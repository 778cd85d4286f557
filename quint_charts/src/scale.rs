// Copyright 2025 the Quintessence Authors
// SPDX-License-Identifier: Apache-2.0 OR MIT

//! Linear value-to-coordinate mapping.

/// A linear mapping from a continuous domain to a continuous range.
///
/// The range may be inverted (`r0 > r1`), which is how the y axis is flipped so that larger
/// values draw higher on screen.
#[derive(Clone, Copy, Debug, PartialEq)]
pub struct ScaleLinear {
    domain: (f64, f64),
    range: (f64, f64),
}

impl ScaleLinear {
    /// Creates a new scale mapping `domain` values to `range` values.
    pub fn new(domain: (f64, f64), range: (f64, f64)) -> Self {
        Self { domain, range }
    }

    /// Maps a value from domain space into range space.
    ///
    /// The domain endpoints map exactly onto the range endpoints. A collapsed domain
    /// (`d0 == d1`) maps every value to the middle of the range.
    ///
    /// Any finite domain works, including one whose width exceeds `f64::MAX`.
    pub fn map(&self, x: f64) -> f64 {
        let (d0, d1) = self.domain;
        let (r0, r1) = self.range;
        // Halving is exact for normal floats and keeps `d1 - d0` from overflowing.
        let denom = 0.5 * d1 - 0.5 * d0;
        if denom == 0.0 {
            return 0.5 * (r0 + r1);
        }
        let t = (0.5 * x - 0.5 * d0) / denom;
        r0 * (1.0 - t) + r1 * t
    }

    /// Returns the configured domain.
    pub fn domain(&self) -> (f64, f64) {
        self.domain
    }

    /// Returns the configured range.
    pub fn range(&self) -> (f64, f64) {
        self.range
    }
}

§ Task goal
Starting from the line that contains "pub fn map(&self, x: f64)", give again every line to the last line of the data, exactly. Include nothing else.

§ Exercise solution
    pub fn map(&self, x: f64) -> f64 {
        let (d0, d1) = self.domain;
        let (r0, r1) = self.range;
        // Halving is exact for normal floats and keeps `d1 - d0` from overflowing.
        let denom = 0.5 * d1 - 0.5 * d0;
        if denom == 0.0 {
            return 0.5 * (r0 + r1);
        }
        let t = (0.5 * x - 0.5 * d0) / denom;
        r0 * (1.0 - t) + r1 * t
    }

    /// Returns the configured domain.
    pub fn domain(&self) -> (f64, f64) {
        self.domain
    }

    /// Returns the configured range.
    pub fn range(&self) -> (f64, f64) {
        self.range
    }
}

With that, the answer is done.